With the EU Data Protection “reform train” rounding what is hopefully the final bend towards the summit of consensus, the UK ICO have published their latest analysis on the Council’s draft EU Data Protection Regulation. The analysis demonstrates the improvement needed in order to ensure that the new law provides effective protection to individuals while being “easy to understand and working well in practice.”  To recap: all three key EU institutions – Commission, Parliament and Council – have prepared alternative drafts and are ready to negotiate in trilogue, with the timetable aiming to complete the process by the end of 2015.

The journey began in January 2012 when the European Commission issued its draft of the General Data Protection Regulation (the “DP Reg”) – the first step in meaningful revision of this area in nearly 20 years. The European Parliament approved its version of the DP Reg in March 2014 and the Council agreed upon its own version on 15 June 2015.

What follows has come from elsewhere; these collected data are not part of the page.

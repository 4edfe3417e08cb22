//! Vibe-to-selector mapping for Overpass queries.
//!
//! Each vibe owns a fixed, ordered list of OSM tag selectors. The tables are
//! data, not branches: first-declared wins on duplicates, and extending a
//! vibe means appending a row.

use crate::models::VibeTag;

/// An OSM tag selector as a `(key, value)` pair. A value of `"*"` matches any
/// value for the key.
pub type TagSelector = (&'static str, &'static str);

const CHILL_SELECTORS: &[TagSelector] = &[
    ("amenity", "cafe"),
    ("leisure", "park"),
    ("amenity", "library"),
    ("tourism", "museum"),
    ("tourism", "gallery"),
    ("amenity", "cinema"),
    ("leisure", "garden"),
    ("shop", "bookstore"),
    ("tourism", "attraction"),
    ("amenity", "theatre"),
    ("amenity", "community_centre"),
];

const ENERGETIC_SELECTORS: &[TagSelector] = &[
    ("leisure", "sports_centre"),
    ("leisure", "fitness_centre"),
    ("leisure", "stadium"),
    ("leisure", "swimming_pool"),
    ("leisure", "playground"),
    ("sport", "*"),
];

const NATURE_SELECTORS: &[TagSelector] = &[
    ("leisure", "park"),
    ("natural", "beach"),
    ("leisure", "nature_reserve"),
    ("tourism", "zoo"),
    ("tourism", "picnic_site"),
];

const ROMANTIC_SELECTORS: &[TagSelector] = &[
    ("tourism", "viewpoint"),
    ("amenity", "restaurant"),
    ("natural", "beach"),
    ("leisure", "garden"),
];

const SOCIAL_SELECTORS: &[TagSelector] = &[
    ("amenity", "pub"),
    ("amenity", "bar"),
    ("amenity", "cafe"),
    ("amenity", "restaurant"),
    ("amenity", "food_court"),
    ("shop", "mall"),
    ("amenity", "nightclub"),
    ("shop", "bakery"),
];

/// Used when the caller selected no recognized vibe at all.
pub const DEFAULT_SELECTORS: &[TagSelector] = &[
    ("leisure", "park"),
    ("amenity", "cafe"),
    ("tourism", "viewpoint"),
    ("amenity", "restaurant"),
];

/// Untargeted selectors for the broader fallback query.
pub const BROAD_SELECTORS: &[TagSelector] = &[
    ("amenity", "*"),
    ("leisure", "*"),
    ("tourism", "*"),
    ("shop", "*"),
];

fn selectors_for(tag: VibeTag) -> &'static [TagSelector] {
    match tag {
        VibeTag::Chill => CHILL_SELECTORS,
        VibeTag::Energetic => ENERGETIC_SELECTORS,
        VibeTag::Nature => NATURE_SELECTORS,
        VibeTag::Romantic => ROMANTIC_SELECTORS,
        VibeTag::Social => SOCIAL_SELECTORS,
    }
}

/// Build the deduplicated union of selectors for the given vibe labels,
/// preserving declaration order. Unrecognized labels contribute nothing; an
/// empty union falls back to [`DEFAULT_SELECTORS`].
pub fn build_selectors(vibes: &[String]) -> Vec<TagSelector> {
    let mut selectors: Vec<TagSelector> = Vec::new();

    for label in vibes {
        if let Some(tag) = VibeTag::from_label(label) {
            for selector in selectors_for(tag) {
                if !selectors.contains(selector) {
                    selectors.push(*selector);
                }
            }
        }
    }

    if selectors.is_empty() {
        selectors.extend_from_slice(DEFAULT_SELECTORS);
    }

    selectors
}

#[cfg(test)]
mod tests {
    use super::*;

    fn labels(names: &[&str]) -> Vec<String> {
        names.iter().map(|s| s.to_string()).collect()
    }

    #[test]
    fn single_vibe_yields_its_table() {
        let selectors = build_selectors(&labels(&["Nature"]));
        assert_eq!(selectors, NATURE_SELECTORS.to_vec());
    }

    #[test]
    fn union_is_deduplicated_preserving_order() {
        // Chill and Social both map cafes; Romantic and Social both map
        // restaurants. Each selector must appear exactly once, at its first
        // position.
        let selectors = build_selectors(&labels(&["Chill", "Social"]));
        let cafe_count = selectors
            .iter()
            .filter(|s| **s == ("amenity", "cafe"))
            .count();
        assert_eq!(cafe_count, 1);
        assert_eq!(selectors[0], ("amenity", "cafe"));
        assert!(selectors.contains(&("amenity", "nightclub")));
    }

    #[test]
    fn empty_vibes_fall_back_to_defaults() {
        assert_eq!(build_selectors(&[]), DEFAULT_SELECTORS.to_vec());
    }

    #[test]
    fn unrecognized_vibes_are_ignored() {
        assert_eq!(
            build_selectors(&labels(&["Spooky", "Mysterious"])),
            DEFAULT_SELECTORS.to_vec()
        );
        // A recognized vibe alongside junk still wins
        let selectors = build_selectors(&labels(&["Spooky", "Romantic"]));
        assert_eq!(selectors, ROMANTIC_SELECTORS.to_vec());
    }
}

The ICO’s comments covered the following:

  • Consent – There is a danger that the references to ‘explicit’ or ‘unambiguous’ consent could cause confusion – i.e., what is required for which context?  The ICO suggests that there should be a single, high standard for consent and that there should also be realistic alternatives to consent, for example ‘legitimate interests.’
  • Pseudonymisation – As a privacy enhancing tool, pseudonymisation should be encouraged.  The Council’s draft suggests that, in most cases ‘pseudonymous data’ would be treated as any other form of personal data; this could remove the incentive from creating and using relatively low risk forms of personal data in the first place.
  • Data subject access rights – Confusion arises over when the right of access would be free and when a charge can be made.  Also the unqualified exception to giving access where it would involve disclosure of a third party’s data is unworkable and ‘unacceptable’ – a balance is needed.
  • Children’s consent – The approach is too inflexible and will cause uncertainty for those offering services accessed by children.  The ICO’s view is that, in principle, it should be possible for children to access certain services without parental consent. Removing the definition of ‘child’ compounds the difficulty.  The ICO points out that age verification and parental consent systems could lead to service providers collecting ‘hard’ identifiers about children.
  • Cooperation between Member State and European Authorities – The ICO view is that lead national supervisory bodies (based on the data controller’s main establishment) should normally be able to regulate transnational processing without formal involvement of the European Data Protection Board or other Member States’ authorities and that the trigger threshold for the ‘consistency mechanism’ is set too low.

The ICO also comments on areas such as the right to object, information notices, automated processing, data protection officer qualities and data security breach notification. Whatever the final destination of the journey, all EU organisations will have adjustments to make during the two-year implementation period.  All aboard for the reform train!